Currently, one service has implemented her tech and she's in discussions with many others.
An Established Method for a New Purpose
"The system is already in use in Hollywood, it already exists in live television so this is not brand new technology, it's just a novel use and a different framework," said Madelaine.
"We have validated it, we're collaborating with a firm that has 30 years experience in developing technology so we know that this is reliable and what we now need to do is deploy it widely," she added.
She said she believed the technology would also act as a deterrent to would-be perpetrators.
Changing the Narrative
An advocate from a leading helpline commented she had seen first-hand the panic, distress and self-blame intimate image abuse caused for victims.
"If that self-blame is reinforced by a uninformed acquaintance or service who says 'what did you expect?' that self blame can really be deepened so it's really important that the response somebody is provided with is that they have not done anything wrong," she stated.
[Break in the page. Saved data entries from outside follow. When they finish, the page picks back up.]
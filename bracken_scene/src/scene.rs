// Copyright 2026 the Bracken Authors
// SPDX-License-Identifier: Apache-2.0 OR MIT

//! Core registry implementation: element arena, surfaces, queries.

use alloc::vec::Vec;
use kurbo::{Point, Rect};

use crate::types::{ElementDesc, ElementFlags, ElementId, SurfaceId};

impl Default for Scene {
    fn default() -> Self {
        Self::new()
    }
}

/// The scene registry: a generational arena of elements plus a surface table.
///
/// Elements form a forest; each [`SurfaceId`] names one root element as its
/// display root. The registry tracks, per element, the flags relevant to
/// pointer interaction and a has-pointer reference count maintained by the
/// crossing subsystem.
pub struct Scene {
    elements: Vec<Option<Element>>, // slots
    generations: Vec<u32>,          // last generation per slot (persists across frees)
    free_list: Vec<usize>,
    surfaces: Vec<Option<Surface>>,
    surface_generations: Vec<u32>,
    surface_free: Vec<usize>,
}

impl core::fmt::Debug for Scene {
    fn fmt(&self, f: &mut core::fmt::Formatter<'_>) -> core::fmt::Result {
        let total = self.elements.len();
        let alive = self.elements.iter().filter(|e| e.is_some()).count();
        let surfaces = self.surfaces.iter().filter(|s| s.is_some()).count();
        f.debug_struct("Scene")
            .field("elements_total", &total)
            .field("elements_alive", &alive)
            .field("free_list", &self.free_list.len())
            .field("surfaces", &surfaces)
            .finish_non_exhaustive()
    }
}

#[derive(Clone, Debug)]
struct Element {
    generation: u32,
    parent: Option<ElementId>,
    children: Vec<ElementId>,
    desc: ElementDesc,
    // Number of devices currently resting on this element. Several devices may
    // target the same element at once, so this is a count rather than a bit.
    pointer_refs: u32,
}

impl Element {
    fn new(generation: u32, desc: ElementDesc) -> Self {
        Self {
            generation,
            parent: None,
            children: Vec::new(),
            desc,
            pointer_refs: 0,
        }
    }
}

#[derive(Clone, Debug)]
struct Surface {
    generation: u32,
    root: ElementId,
}

impl Scene {
    /// Create a new empty scene.
    pub fn new() -> Self {
        Self {
            elements: Vec::new(),
            generations: Vec::new(),
            free_list: Vec::new(),
            surfaces: Vec::new(),
            surface_generations: Vec::new(),
            surface_free: Vec::new(),
        }
    }

    /// Insert a new element as a child of `parent` (or as a root if `None`).
    pub fn insert(&mut self, parent: Option<ElementId>, desc: ElementDesc) -> ElementId {
        let (idx, generation) = if let Some(idx) = self.free_list.pop() {
            let generation = self.generations[idx].saturating_add(1);
            self.generations[idx] = generation;
            self.elements[idx] = Some(Element::new(generation, desc));
            #[allow(
                clippy::cast_possible_truncation,
                reason = "ElementId uses 32-bit indices by design."
            )]
            (idx as u32, generation)
        } else {
            let generation = 1_u32;
            self.elements.push(Some(Element::new(generation, desc)));
            self.generations.push(generation);
            #[allow(
                clippy::cast_possible_truncation,
                reason = "ElementId uses 32-bit indices by design."
            )]
            ((self.elements.len() - 1) as u32, generation)
        };
        let id = ElementId::new(idx, generation);
        if let Some(p) = parent {
            if let Some(parent_el) = self.element_mut(p) {
                parent_el.children.push(id);
                self.element_mut(id).expect("fresh id is live").parent = Some(p);
            } else {
                log::warn!("insert under stale parent {p:?}; element {id:?} becomes a root");
            }
        }
        id
    }

    /// Remove an element and its subtree.
    ///
    /// Returns every destroyed handle, children before parents, so callers can
    /// forward destructions to subsystems holding element handles (for example
    /// a crossing tracker's target bookkeeping). A stale `id` removes nothing.
    pub fn remove(&mut self, id: ElementId) -> Vec<ElementId> {
        let mut destroyed = Vec::new();
        if !self.is_alive(id) {
            return destroyed;
        }
        if let Some(parent) = self.element(id).and_then(|e| e.parent) {
            if let Some(p) = self.element_mut(parent) {
                p.children.retain(|c| *c != id);
            }
        }
        self.remove_subtree(id, &mut destroyed);
        destroyed
    }

    fn remove_subtree(&mut self, id: ElementId, destroyed: &mut Vec<ElementId>) {
        let children = match self.element(id) {
            Some(e) => e.children.clone(),
            None => return,
        };
        for child in children {
            self.remove_subtree(child, destroyed);
        }
        self.elements[id.idx()] = None;
        self.free_list.push(id.idx());
        destroyed.push(id);
    }

    /// Returns true if `id` refers to a live element.
    pub fn is_alive(&self, id: ElementId) -> bool {
        self.element(id).is_some()
    }

    /// Returns true if `id` is live and flagged [`ElementFlags::REACTIVE`].
    pub fn is_reactive(&self, id: ElementId) -> bool {
        self.element(id)
            .map(|e| e.desc.flags.contains(ElementFlags::REACTIVE))
            .unwrap_or(false)
    }

    /// Update element flags. Stale handles are ignored.
    pub fn set_flags(&mut self, id: ElementId, flags: ElementFlags) {
        if let Some(e) = self.element_mut(id) {
            e.desc.flags = flags;
        }
    }

    /// Update surface-space bounds. Stale handles are ignored.
    pub fn set_bounds(&mut self, id: ElementId, bounds: Rect) {
        if let Some(e) = self.element_mut(id) {
            e.desc.bounds = bounds;
        }
    }

    /// Update the stacking order. Stale handles are ignored.
    pub fn set_z_index(&mut self, id: ElementId, z: i32) {
        if let Some(e) = self.element_mut(id) {
            e.desc.z_index = z;
        }
    }

    /// Returns the bounds of a live element.
    pub fn bounds(&self, id: ElementId) -> Option<Rect> {
        self.element(id).map(|e| e.desc.bounds)
    }

    /// Returns the z-index of a live element.
    pub fn z_index(&self, id: ElementId) -> Option<i32> {
        self.element(id).map(|e| e.desc.z_index)
    }

    /// Returns the parent of a live element, if it has one.
    pub fn parent(&self, id: ElementId) -> Option<ElementId> {
        self.element(id).and_then(|e| e.parent)
    }

    // --- has-pointer bookkeeping ---

    /// Record that a device now rests on `id`.
    ///
    /// Only the crossing subsystem is expected to call this, paired with
    /// [`Scene::remove_pointer_ref`].
    pub fn add_pointer_ref(&mut self, id: ElementId) {
        match self.element_mut(id) {
            Some(e) => e.pointer_refs += 1,
            None => log::warn!("add_pointer_ref on stale element {id:?}"),
        }
    }

    /// Record that a device no longer rests on `id`.
    pub fn remove_pointer_ref(&mut self, id: ElementId) {
        match self.element_mut(id) {
            Some(e) => {
                if e.pointer_refs == 0 {
                    log::warn!("remove_pointer_ref underflow on element {id:?}");
                } else {
                    e.pointer_refs -= 1;
                }
            }
            None => log::warn!("remove_pointer_ref on stale element {id:?}"),
        }
    }

    /// Returns true if at least one device currently targets `id`.
    pub fn has_pointer(&self, id: ElementId) -> bool {
        self.element(id).map(|e| e.pointer_refs > 0).unwrap_or(false)
    }

    // --- surfaces ---

    /// Register a display surface rooted at `root`.
    ///
    /// Returns `None` (with a diagnostic) if `root` is stale or is not a root
    /// element.
    pub fn add_surface(&mut self, root: ElementId) -> Option<SurfaceId> {
        match self.element(root) {
            Some(e) if e.parent.is_none() => {}
            Some(_) => {
                log::warn!("add_surface: {root:?} is not a root element");
                return None;
            }
            None => {
                log::warn!("add_surface: stale root {root:?}");
                return None;
            }
        }
        let (idx, generation) = if let Some(idx) = self.surface_free.pop() {
            let generation = self.surface_generations[idx].saturating_add(1);
            self.surface_generations[idx] = generation;
            self.surfaces[idx] = Some(Surface { generation, root });
            #[allow(
                clippy::cast_possible_truncation,
                reason = "SurfaceId uses 32-bit indices by design."
            )]
            (idx as u32, generation)
        } else {
            let generation = 1_u32;
            self.surfaces.push(Some(Surface { generation, root }));
            self.surface_generations.push(generation);
            #[allow(
                clippy::cast_possible_truncation,
                reason = "SurfaceId uses 32-bit indices by design."
            )]
            ((self.surfaces.len() - 1) as u32, generation)
        };
        Some(SurfaceId::new(idx, generation))
    }

    /// Unregister a surface, returning its root element.
    ///
    /// The root element itself is not removed; tear it down separately with
    /// [`Scene::remove`] if desired.
    pub fn remove_surface(&mut self, id: SurfaceId) -> Option<ElementId> {
        let root = self.surface(id)?.root;
        self.surfaces[id.idx()] = None;
        self.surface_free.push(id.idx());
        Some(root)
    }

    /// Returns true if `id` refers to a live surface.
    pub fn surface_is_alive(&self, id: SurfaceId) -> bool {
        self.surface(id).is_some()
    }

    /// Returns the root element of a live surface.
    pub fn surface_root(&self, id: SurfaceId) -> Option<ElementId> {
        self.surface(id).map(|s| s.root)
    }

    // --- picking ---

    /// Pick the topmost visible, reactive element of `surface` under `at`.
    ///
    /// Candidates are ranked by z-index; equal z resolves to the newer handle.
    /// An invisible element hides its whole subtree, while a visible but
    /// non-reactive element still lets its children participate. Returns
    /// `None` when the surface is stale or nothing reactive lies under the
    /// point.
    pub fn pick(&self, surface: SurfaceId, at: Point) -> Option<ElementId> {
        let Some(root) = self.surface_root(surface) else {
            log::warn!("pick on stale surface {surface:?}");
            return None;
        };
        let mut best: Option<(ElementId, i32)> = None;
        let mut stack = Vec::new();
        stack.push(root);
        while let Some(id) = stack.pop() {
            let Some(el) = self.element(id) else {
                continue;
            };
            if !el.desc.flags.contains(ElementFlags::VISIBLE) {
                continue;
            }
            stack.extend(el.children.iter().copied());
            if !el.desc.flags.contains(ElementFlags::REACTIVE) {
                continue;
            }
            if !el.desc.bounds.contains(at) {
                continue;
            }
            let z = el.desc.z_index;
            match best {
                None => best = Some((id, z)),
                Some((best_id, best_z)) => {
                    if z > best_z || (z == best_z && Self::id_is_newer(id, best_id)) {
                        best = Some((id, z));
                    }
                }
            }
        }
        best.map(|(id, _)| id)
    }

    // --- internals ---

    #[inline]
    fn id_is_newer(a: ElementId, b: ElementId) -> bool {
        (a.1 > b.1) || (a.1 == b.1 && a.0 > b.0)
    }

    fn element(&self, id: ElementId) -> Option<&Element> {
        let e = self.elements.get(id.idx())?.as_ref()?;
        (e.generation == id.1).then_some(e)
    }

    fn element_mut(&mut self, id: ElementId) -> Option<&mut Element> {
        let e = self.elements.get_mut(id.idx())?.as_mut()?;
        (e.generation == id.1).then_some(e)
    }

    fn surface(&self, id: SurfaceId) -> Option<&Surface> {
        let s = self.surfaces.get(id.idx())?.as_ref()?;
        (s.generation == id.1).then_some(s)
    }
}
She noted it was fantastic that Madelaine was using her experience to bring about change, adding: "It is vital to have this comprehensive strategy towards tackling technology-enabled abuse, because a single solution is going to be able to solve this problem, no one helpline, it needs to be this integrated effort."
TV presenter Jess Davies was only fifteen when images of her in a state of undress were shared around her local community. It was the beginning of multiple violations Jess endured in her youth that would later shape her advocacy work.
"It took so long, too long for someone to say to me, 'it wasn't your fault' and 'that shouldn't have happened'," said Jess.
She too is passionate about eliminating the shame of this crime from the victims to the perpetrators. "There is no offence to consensually send an image to someone," stated Jess.
"However, it is illegal to distribute that non-consensually and I think that should always be where the responsibility is," she affirmed.